Interview with Architect Bjarke Ingels

Aired April 22, 2012 - 14:00   ET

THIS IS A RUSH TRANSCRIPT. THIS COPY MAY NOT BE IN ITS FINAL FORM AND MAY BE UPDATED.


(BEGIN VIDEO CLIP)

UNIDENTIFIED MALE: If you could do anything, what would we really do? What are the things that we lack in our city? What are the things that we would like to do, but we can't. And then make them happen. That's exactly what architecture should be all about.

(END VIDEO CLIP)

DR. SANJAY GUPTA, CNN ANCHOR: That's just a small window into the mind of the man you're about to meet. He's a young Danish architect named Bjarke Ingels.

His bold innovative ideas are pushing the boundaries of the design around the globe including the Manhattan skyline. But he's not just dreaming up high in the sky projects, he's actually getting them built.

You see, Ingels architecture is not about building monuments, but about creating possibilities for human life. I'm Dr. Sanjay Gupta. Welcome to THE NEXT LIST.

(BEGIN VIDEOTAPE)

BJARKE INGELS, ARCHITECH: In the big picture architecture is the art and science of making sure that our cities and buildings fit with the way we want to live our lives.

The West 57th project, it's a really beautiful site, overlooking the Hudson river, has a view like we have here. It is perfectly oriented towards the south and the west, but it's, you know, right where the west side highway takes off.

And it's in hell's kitchen, as you can imagine, from the name, it's a pretty sort of industrial neighborhood. So we thought that maybe it would be interesting to really create a sense of place. Having spent 10 years of our career in Copenhagen trying to escape the tyranny, it could be an interesting thing to rediscover in Manhattan.

Like the European courtyard is that the architecture scale is of the urban scale, like an urban oasis at the heart of the city. This is the West 57th Street Project. As you can see, it's this mixture between a skyscraper and a courtyard building.

And to sort of open up the courtyard for the viewers, it tilts from being horizontal to being almost vertical, opening up the entire court yard for the sun from the south and the west, so you'll be able to see the sunset over the Hudson River.

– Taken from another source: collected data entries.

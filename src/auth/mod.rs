//! Login and security flow
//!
//! Drives a session through the LOGIN sub-states:
//!
//! ```text
//! HELLO --LoginStart--> KEY --EncryptionResponse--> READY_TO_ACCEPT --tick--> PLAY
//!   \____________________(debug mode)_____________________/
//! ```
//!
//! Remote account verification is not performed. Sessions without a complete
//! identity get a deterministic offline one derived from their display name.

use std::fmt;
use std::sync::Arc;

use tracing::{debug, info, warn};
use uuid::Uuid;

use crate::crypto::SHARED_SECRET_LEN;
use crate::error::{ProtocolError, Result};
use crate::net::session::Session;
use crate::protocol::login::{EncryptionRequest, EncryptionResponse, LoginStart, LoginSuccess};
use crate::state::AppState;

/// Disconnect reason for a second session with the same name
pub const ALREADY_ONLINE: &str = "Already online!";

/// Login sub-state
#[derive(Debug, Clone, Copy, PartialEq, Eq, Hash)]
pub enum LoginState {
    /// Waiting for the login start
    Hello,
    /// Waiting for the encryption response
    Key,
    /// Ready to be finalized on the next tick
    ReadyToAccept,
    /// Acceptance deferred; nothing moves the session out of it yet
    DelayAccept,
}

impl LoginState {
    pub fn name(&self) -> &'static str {
        match self {
            LoginState::Hello => "HELLO",
            LoginState::Key => "KEY",
            LoginState::ReadyToAccept => "READY_TO_ACCEPT",
            LoginState::DelayAccept => "DELAY_ACCEPT",
        }
    }
}

impl fmt::Display for LoginState {
    fn fmt(&self, f: &mut fmt::Formatter<'_>) -> fmt::Result {
        f.write_str(self.name())
    }
}

/// Player profile attached to a session
#[derive(Debug, Clone, PartialEq, Eq)]
pub struct Identity {
    /// Unique id, unknown until login is finalized for offline players
    pub id: Option<Uuid>,
    /// Display name
    pub name: String,
}

impl Identity {
    /// Identity as named by the client, without an id
    pub fn claimed(name: impl Into<String>) -> Self {
        Self {
            id: None,
            name: name.into(),
        }
    }

    /// Deterministic identity for a player that was not verified remotely
    pub fn offline(name: impl Into<String>) -> Self {
        let name = name.into();
        Self {
            id: Some(offline_uuid(&name)),
            name,
        }
    }

    pub fn is_complete(&self) -> bool {
        self.id.is_some() && !self.name.is_empty()
    }

    /// Registry key for this identity
    pub fn key(&self) -> String {
        normalize_name(&self.name)
    }
}

/// Normalize a display name for lookups
pub fn normalize_name(name: &str) -> String {
    name.to_lowercase()
}

/// Name based (MD5, version 3) UUID of `"OfflinePlayer:" + lowercase(name)`
pub fn offline_uuid(name: &str) -> Uuid {
    let digest = md5::compute(format!("OfflinePlayer:{}", normalize_name(name)));
    uuid::Builder::from_md5_bytes(digest.0).into_uuid()
}

/// Handle the login start
pub fn handle_login_start(session: &Arc<Session>, ctx: &AppState, message: LoginStart) -> Result<()> {
    session.expect_login_state(LoginState::Hello, "LoginStart")?;

    let name = message.name;
    info!(session_id = session.id, name = %name, "Login started");
    session.set_claimed_identity(Identity::claimed(name.clone()));

    if !session.transport().is_active() {
        session.on_transport_closed();
        return Ok(());
    }

    if ctx.is_player_online(&name, session.id) {
        warn!(session_id = session.id, name = %name, "Name already online");
        session.disconnect(ctx, ALREADY_ONLINE);
        return Ok(());
    }

    if ctx.config.debug {
        session.set_login_state(LoginState::ReadyToAccept);
        return Ok(());
    }

    session.set_login_state(LoginState::Key);
    session.send(EncryptionRequest {
        server_id: String::new(),
        public_key: ctx.key_pair.public_der().to_vec(),
        verify_token: session.verify_token().to_vec(),
    })
}

/// Handle the encryption response: check the token and switch on encryption
pub fn handle_encryption_response(
    session: &Arc<Session>,
    ctx: &AppState,
    message: EncryptionResponse,
) -> Result<()> {
    session.expect_login_state(LoginState::Key, "EncryptionResponse")?;

    let token = ctx
        .key_pair
        .decrypt(&message.verify_token)
        .map_err(|_| ProtocolError::InvalidVerifyToken)?;
    if token != session.verify_token() {
        return Err(ProtocolError::InvalidVerifyToken.into());
    }

    let secret = ctx
        .key_pair
        .decrypt(&message.shared_secret)
        .map_err(|_| ProtocolError::InvalidSharedSecret(message.shared_secret.len()))?;
    if secret.len() != SHARED_SECRET_LEN {
        return Err(ProtocolError::InvalidSharedSecret(secret.len()).into());
    }

    session.enable_encryption(&secret)?;
    session.set_login_state(LoginState::ReadyToAccept);
    Ok(())
}

/// Finalize the login and promote the session to PLAY
pub fn try_login(session: &Arc<Session>, ctx: &AppState) -> Result<()> {
    let claimed = session
        .claimed_identity()
        .ok_or(ProtocolError::MissingIdentity)?;
    let identity = if claimed.is_complete() {
        claimed
    } else {
        Identity::offline(claimed.name)
    };

    session.assign_identity(identity.clone())?;

    if let Err(e) = ctx.players.initialize(session.clone(), &identity) {
        warn!(session_id = session.id, error = %e, "Player registration failed");
        session.disconnect(ctx, ALREADY_ONLINE);
        return Ok(());
    }

    session.enable_compression(ctx.config.compression_threshold)?;

    let uuid = identity.id.unwrap_or_else(|| offline_uuid(&identity.name));
    session.accept_login(LoginSuccess {
        uuid: uuid.hyphenated().to_string(),
        username: identity.name.clone(),
    })?;

    info!(
        session_id = session.id,
        name = %identity.name,
        uuid = %uuid,
        encrypted = session.is_encrypted(),
        "Player logged in"
    );
    debug!(session_id = session.id, stages = ?session.pipeline_stages(), "Pipeline after login");

    ctx.play_handler.on_join(ctx, session, &identity);
    Ok(())
}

And the southwest corner is 42 inches. So it's really the height of the hand rail and here you're up 430 feet. So you have this -- from the human scale to the city scale in one single building.

ROBERT A. M. STERN, DEAN, YALE SCHOOL OF ARCHITECTURE: It's a big idea that caught everybody's attention. Just the kind of idea when you see it, you say, how come nobody's thought of it before.

DOUGLAS DURST, DEVELOPER, WEST 57TH PROJECT: I describe him as a genius. He doesn't fit what you think of as an architect. He's brash, he's very young, but he is, I think, a true genius in the sense of being able to see designs in his mind and put them down on paper better than anybody I've met.

INGELS: Today a lot of people have this feeling that they ask why are all modern buildings so boring? And essentially you say like modern buildings have degenerated in to these big boring boxes.

Where the architecture is very passive and all the quality that makes the space inhabitable is like this onslaught of machinery that pumps air and life into the building.

So what we're interested in is what you could call engineering without engines. That essentially we use contemporary technology, our capacity to simulate and calculate the performance of a building to put the attribute in to the actual design of the building, the way it's structured.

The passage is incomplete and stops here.